Residency in E. Bronson Ingram College and the other residential colleges requires participation in one of the Residential Colleges Halls Meal Plans. Residency also incurs the required Residential College Experience Fee.
The college is named for E. Bronson Ingram who served on the Vanderbilt Board of Trust for nearly three decades and led the board from 1991 to 1995. E. Bronson Ingram College comprises two halls:
- Barnard Hall is named in honor of Edward Emerson “E.E.” Barnard, a native of Nashville. Born into poverty in 1857, young Barnard began working as a photographer’s assistant at age 9. His keen interest in astronomy led to his discovery of several comets in the 1880s.
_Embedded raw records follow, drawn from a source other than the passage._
//! SCM configuration record: what the Service Control Manager stores for a
//! service, built from a [`Config`] and compared field by field.

use std::iter;

use service_platform::config::path_str;
use service_platform::{Config, Result, ServiceError};

pub const LOCAL_SYSTEM: &str = "LocalSystem";

#[derive(Debug, Clone, Copy, PartialEq, Eq)]
pub enum StartType {
    Automatic,
    OnDemand,
    Disabled,
    Other,
}

#[derive(Debug, Clone, PartialEq, Eq)]
pub struct ServiceRecord {
    pub display_name: String,
    pub description: String,
    pub start_type: StartType,
    pub account: String,
    pub program: String,
    pub arguments: Vec<String>,
}

impl ServiceRecord {
    /// Desired record for `config`: automatic start as LocalSystem.
    pub fn render(config: &Config) -> Result<Self> {
        let name = config.name.as_str();
        let program = path_str(name, &config.program)?;

        if program.contains('"') {
            return Err(ServiceError::render(name, "program path contains a double quote"));
        }
        for (field, value) in [
            ("program", program),
            ("display name", config.display_name()),
            ("description", config.description()),
        ] {
            if value.contains('\0') {
                return Err(ServiceError::render(name, format!("{} contains NUL", field)));
            }
        }
        if let Some(i) = config.arguments.iter().position(|a| a.contains('\0')) {
            return Err(ServiceError::render(name, format!("argument {} contains NUL", i)));
        }

        Ok(Self {
            display_name: config.display_name().to_string(),
            description: config.description().to_string(),
            start_type: StartType::Automatic,
            account: LOCAL_SYSTEM.to_string(),
            program: program.to_string(),
            arguments: config.arguments.clone(),
        })
    }

    /// Record as read back from the SCM. The description is not part of the
    /// queried configuration and is left empty.
    pub fn from_installed(
        display_name: String,
        start_type: StartType,
        account: Option<String>,
        command_line: &str,
    ) -> Self {
        let mut argv = split_command_line(command_line).into_iter();
        Self {
            display_name,
            description: String::new(),
            start_type,
            account: account.unwrap_or_default(),
            program: argv.next().unwrap_or_default(),
            arguments: argv.collect(),
        }
    }

    /// Quoted command line as registered with the SCM.
    pub fn command_line(&self) -> String {
        let mut line = format!("\"{}\"", self.program);
        for arg in &self.arguments {
            line.push(' ');
            line.push_str(&quote_arg(arg));
        }
        line
    }
}

/// Whether the installed record already matches the desired one.
pub fn records_match(desired: &ServiceRecord, installed: &ServiceRecord) -> bool {
    desired.display_name == installed.display_name
        && desired.start_type == installed.start_type
        && same_account(&desired.account, &installed.account)
        && desired.program.eq_ignore_ascii_case(&installed.program)
        && desired.arguments == installed.arguments
}

/// `LocalSystem`, `.\LocalSystem` and an unset account are the same identity.
pub fn same_account(a: &str, b: &str) -> bool {
    fn normalize(account: &str) -> &str {
        let account = account.strip_prefix(".\\").unwrap_or(account);
        if account.is_empty() {
            LOCAL_SYSTEM
        } else {
            account
        }
    }
    normalize(a).eq_ignore_ascii_case(normalize(b))
}

/// Quote one argument so `CommandLineToArgvW` yields it back unchanged.
/// Embedded quotes become `\"`; backslashes are doubled only where they
/// precede a quote.
pub fn quote_arg(arg: &str) -> String {
    let mut out = String::with_capacity(arg.len() + 2);
    out.push('"');
    let mut backslashes = 0;
    for c in arg.chars() {
        match c {
            '\\' => backslashes += 1,
            '"' => {
                out.extend(iter::repeat('\\').take(backslashes * 2 + 1));
                out.push('"');
                backslashes = 0;
            }
            c => {
                out.extend(iter::repeat('\\').take(backslashes));
                out.push(c);
                backslashes = 0;
            }
        }
    }
    out.extend(iter::repeat('\\').take(backslashes * 2));
    out.push('"');
    out
}

/// Split a command line with the `CommandLineToArgvW` rules.
pub fn split_command_line(line: &str) -> Vec<String> {
    let mut args = Vec::new();
    let mut chars = line.chars().peekable();

    loop {
        while matches!(chars.peek(), Some(' ') | Some('\t')) {
            chars.next();
        }
        if chars.peek().is_none() {
            break;
        }

        let mut current = String::new();
        let mut in_quotes = false;
        while let Some(&c) = chars.peek() {
            match c {
                ' ' | '\t' if !in_quotes => break,
                '\\' => {
                    let mut count = 0;
                    while chars.peek() == Some(&'\\') {
                        chars.next();
                        count += 1;
                    }
                    if chars.peek() == Some(&'"') {
                        current.extend(iter::repeat('\\').take(count / 2));
                        if count % 2 == 1 {
                            current.push('"');
                            chars.next();
                        }
                    } else {
                        current.extend(iter::repeat('\\').take(count));
                    }
                }
                '"' => {
                    chars.next();
                    if in_quotes && chars.peek() == Some(&'"') {
                        current.push('"');
                        chars.next();
                    } else {
                        in_quotes = !in_quotes;
                    }
                }
                c => {
                    current.push(c);
                    chars.next();
                }
            }
        }
        args.push(current);
    }

    args
}

#[cfg(test)]
mod tests {
    use super::*;

    fn demo() -> Config {
        Config::new("demo")
            .program(r"C:\Program Files\Demo\demo.exe")
            .args(["--flag", "va\"lue"])
    }

    #[test]
    fn test_quote_arg() {
        assert_eq!(quote_arg("plain"), r#""plain""#);
        assert_eq!(quote_arg("va\"lue"), r#""va\"lue""#);
        assert_eq!(quote_arg(r"C:\dir\"), r#""C:\dir\\""#);
        assert_eq!(quote_arg(""), r#""""#);
    }

    #[test]
    fn test_split_command_line() {
        assert_eq!(
            split_command_line(r#""C:\Program Files\demo.exe" "--flag" "va\"lue"  plain"#),
            vec![r"C:\Program Files\demo.exe", "--flag", "va\"lue", "plain"]
        );
        assert_eq!(split_command_line(r#"a\\\"b "c\\""#), vec![r#"a\"b"#, r"c\"]);
        assert!(split_command_line("   ").is_empty());
    }

    #[test]
    fn test_command_line_splits_back_to_arguments() {
        let config = demo().args([r"trailing\", r#"a\"b"#, "", "with space"]);
        let record = ServiceRecord::render(&config).unwrap();

        let argv = split_command_line(&record.command_line());
        assert_eq!(argv[0], record.program);
        assert_eq!(&argv[1..], record.arguments.as_slice());
        assert!(record.command_line().contains(r#""va\"lue""#));
    }

    #[test]
    fn test_render_defaults() {
        let record = ServiceRecord::render(&demo()).unwrap();
        assert_eq!(record.display_name, "demo");
        assert_eq!(record.description, "demo");
        assert_eq!(record.start_type, StartType::Automatic);
        assert_eq!(record.account, LOCAL_SYSTEM);
        assert_eq!(ServiceRecord::render(&demo()).unwrap(), record);
    }

    #[test]
    fn test_installed_record_matches_desired() {
        let desired = ServiceRecord::render(&demo()).unwrap();
        let installed = ServiceRecord::from_installed(
            "demo".into(),
            StartType::Automatic,
            Some(r".\LocalSystem".into()),
            &desired.command_line().replace("Program Files", "PROGRAM FILES"),
        );
        assert!(records_match(&desired, &installed));
    }

    #[test]
    fn test_field_differences_are_detected() {
        let desired = ServiceRecord::render(&demo()).unwrap();
        let line = desired.command_line();

        let changed_args = ServiceRecord::render(&demo().arg("--verbose")).unwrap();
        assert!(!records_match(&changed_args, &desired));

        let manual = ServiceRecord::from_installed("demo".into(), StartType::OnDemand, None, &line);
        assert!(!records_match(&desired, &manual));

        let renamed = ServiceRecord::from_installed("Demo".into(), StartType::Automatic, None, &line);
        assert!(!records_match(&desired, &renamed));

        let other_user = ServiceRecord::from_installed(
            "demo".into(),
            StartType::Automatic,
            Some(r"NT AUTHORITY\LocalService".into()),
            &line,
        );
        assert!(!records_match(&desired, &other_user));
    }

    #[test]
    fn test_account_drift_converges_after_rewrite() {
        let desired = ServiceRecord::render(&demo()).unwrap();
        let line = desired.command_line();

        let drifted = ServiceRecord::from_installed(
            "demo".into(),
            StartType::Automatic,
            Some(r"NT AUTHORITY\LocalService".into()),
            &line,
        );
        assert!(!records_match(&desired, &drifted));

        // the account written on update is read back verbatim
        let rewritten = ServiceRecord::from_installed(
            "demo".into(),
            StartType::Automatic,
            Some(desired.account.clone()),
            &line,
        );
        assert!(records_match(&desired, &rewritten));
    }

    #[test]
    fn test_same_account() {
        assert!(same_account("LocalSystem", r".\LocalSystem"));
        assert!(same_account("localsystem", ""));
        assert!(!same_account("LocalSystem", r"NT AUTHORITY\NetworkService"));
    }

    #[test]
    fn test_render_rejects_nul() {
        assert!(ServiceRecord::render(&demo().arg("a\0")).is_err());
        assert!(ServiceRecord::render(&Config::new("demo").program("C:\\a\"b.exe")).is_err());
    }
}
He attended Vanderbilt from 1883 to 1887 on a fellowship funded by fellow astronomers. Barnard made lasting contributions in astrophotography.
- Sadler Coe Hall, is named in honor of Christine Sadler Coe, a Tennessee native who graduated from Peabody College in 1927. She began her career in journalism at the Nashville Banner in 1930. In 1937, she graduated from Columbia University with a master’s degree in journalism and then was hired by the Washington Post. Sadler Coe was the first woman to cover a national political convention and she continued to cover politics and conventions for 30 more years. At McCall’s magazine, she covered the White House from 1944 to 1971.
E. Bronson Ingram College is led by a Faculty Director. The residents are supported by a Graduate Fellow, an Area Coordinator, a Head Resident, and Resident Advisers who all live in the college.